Kala itu Senja, ia kembali datang menyapa di garis cakrawala.
Lamunanku terpecah, benakku sibuk
merangkum diksi, mulutku bergunjing,
Dihadapan dinding.
Anganku kosong, imaji-ku sepi,
mengingatmu, dan ketiadaanmu saat ini
Sesekali kudekap pundakku sendiri
Terasa Hilangnya purnama kehangatan
Yang menawarkan rumah, disaat keadaan menambah amarah.
Di dinding ini aku luapkan segalanya
Ketika pagi membuka hari
Ketika malam menyambung resah
Segala tawa pilu, air mata sedu,
Memenjarakan keinginan, dari tempat yg seharusnya ia dapatkan.
Tapi apa yang dinding mau
Hanya mendengar cerita-cerita, yang tak pernah sekalipun kabar suka cita.

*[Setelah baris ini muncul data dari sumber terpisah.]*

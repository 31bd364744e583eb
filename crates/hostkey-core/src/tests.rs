//! Engine-level scenario tests driving the bridge over the soft keystore.

use std::sync::Arc;

use cryptoki_sys::{
    CKA_CLASS, CKA_EXTRACTABLE, CKA_ID, CKA_LABEL, CKA_SENSITIVE, CKA_VALUE, CKF_SERIAL_SESSION,
    CKG_MGF1_SHA256, CKM_RSA_PKCS, CKM_RSA_PKCS_OAEP, CKM_SHA256, CKM_SHA256_RSA_PKCS, CKM_SHA512,
    CKO_CERTIFICATE, CKO_PRIVATE_KEY, CKO_PUBLIC_KEY, CKU_USER, CK_OBJECT_HANDLE,
    CK_SESSION_HANDLE,
};
use once_cell::sync::Lazy;
use rsa::RsaPrivateKey;

use crate::attribute::find_attribute;
use crate::bridge::{AttrOutcome, AttributeQuery, Bridge, CryptoOutput};
use crate::config::BridgeConfig;
use crate::error::BridgeError;
use crate::mechanism::{MechanismParams, MechanismRequest};
use crate::soft::{SoftCertificate, SoftIdentity, SoftKeystore, SoftToken};
use crate::token::{Token, CERTIFICATE_SLOT};

static KEY_1024: Lazy<RsaPrivateKey> =
    Lazy::new(|| RsaPrivateKey::new(&mut rand::thread_rng(), 1024).unwrap());
static KEY_2048: Lazy<RsaPrivateKey> =
    Lazy::new(|| RsaPrivateKey::new(&mut rand::thread_rng(), 2048).unwrap());

fn identity_1024(label: &str) -> SoftIdentity {
    SoftIdentity::from_key(label, KEY_1024.clone())
}

fn bridge_with_token() -> (Arc<SoftKeystore>, Arc<Bridge>) {
    let keystore = SoftKeystore::new();
    keystore.insert_token(SoftToken::new(*b"card").with_identity(identity_1024("Test Identity")));
    let bridge = Bridge::new(keystore.clone(), BridgeConfig::disabled());
    bridge.start();
    (keystore, bridge)
}

fn open(bridge: &Bridge, slot: u64) -> CK_SESSION_HANDLE {
    bridge.open_session(slot, CKF_SERIAL_SESSION).unwrap()
}

/// Object handles for the first identity's public and private keys.
fn key_handles(bridge: &Bridge, session: CK_SESSION_HANDLE) -> (CK_OBJECT_HANDLE, CK_OBJECT_HANDLE) {
    bridge.find_objects_init(session, Vec::new()).unwrap();
    let handles = bridge.find_objects(session, 16).unwrap();
    bridge.find_objects_final(session).unwrap();
    assert_eq!(handles.len(), 3);
    (handles[1], handles[2])
}

#[test]
fn enumerate_empty_registry() {
    let keystore = SoftKeystore::new();
    let bridge = Bridge::new(keystore, BridgeConfig::disabled());
    bridge.start();

    assert_eq!(bridge.slot_list(false), vec![0]);
    assert!(bridge.slot_list(true).is_empty());
    assert!(matches!(bridge.slot_info(1), Err(BridgeError::SlotIdInvalid(1))));
    assert!(matches!(bridge.token_info(0), Err(BridgeError::TokenNotPresent(0))));
    let info = bridge.slot_info(0).unwrap();
    assert!(!info.token_present);
    assert!(info.description.contains("Virtual Slot #0"));
}

#[test]
fn hot_plug_insert_and_remove() {
    let (keystore, bridge) = bridge_with_token();
    assert_eq!(bridge.slot_list(true), vec![0]);

    let session = open(&bridge, 0);
    let token_id = crate::host::TokenId::new(*b"card");
    keystore.remove_token(&token_id);

    // The slot empties immediately, but the open session still reads
    // objects from the removed token.
    assert!(bridge.slot_list(true).is_empty());
    let mut query = [AttributeQuery::probe(CKA_VALUE)];
    bridge.get_attribute_values(session, 1, &mut query).unwrap();
    assert!(matches!(query[0].outcome, AttrOutcome::Length(_)));

    bridge.close_session(session).unwrap();
    assert!(matches!(
        bridge.open_session(0, CKF_SERIAL_SESSION),
        Err(BridgeError::TokenNotPresent(0))
    ));

    // Re-insertion lands back in the freed slot.
    keystore.insert_token(SoftToken::new(*b"card").with_identity(identity_1024("Back Again")));
    assert_eq!(bridge.slot_list(true), vec![0]);
}

#[test]
fn token_refcount_follows_sessions() {
    let keystore = SoftKeystore::new();
    keystore.insert_token(SoftToken::new(*b"refc").with_identity(identity_1024("Refcount")));
    let token = Token::build(keystore.as_ref(), crate::host::TokenId::new(*b"refc")).unwrap();

    assert_eq!(token.ref_count(), 1);
    token.retain();
    token.retain();
    assert_eq!(token.ref_count(), 3);

    token.mark_logged_in();
    token.release();
    assert!(token.logged_in());
    // Dropping to one remaining reference logs the token out.
    token.release();
    assert!(!token.logged_in());
    assert_eq!(token.ref_count(), 1);
}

Kuingin ada disamping orang-orang itu
Pekikan menggetirkan, namun kurindui
Lembutnya jari-jari yang menggerayangi kakiku, sudah lama tak saling menemui
Dalam sumpah serapah yg kuucap pada dinding ini, tak pernah lupa ku teriakkan pada sang pencipta.
Jaga nyawa itu untukku!
Sekali lagi,aku hadapkan diriku padamu, wahai Dinding
Tangguhku sama hebatnya oleh perkasamu
Egoku sekeras baja-baja jeruji,
yang kau gunakan untuk mengekang raga ini
Aku selalu,
dan akan terus disini,
berbicara denganmu,
memaki olehmu,
dingin diterpa bayanganmu
Disini
Dan terus disini
Dalam doa,
Agar anak-anakku, cintaku, tetap teguh dalam janji,
Menunggu ayahnya, yang hingga kini terbelenggu jeruji.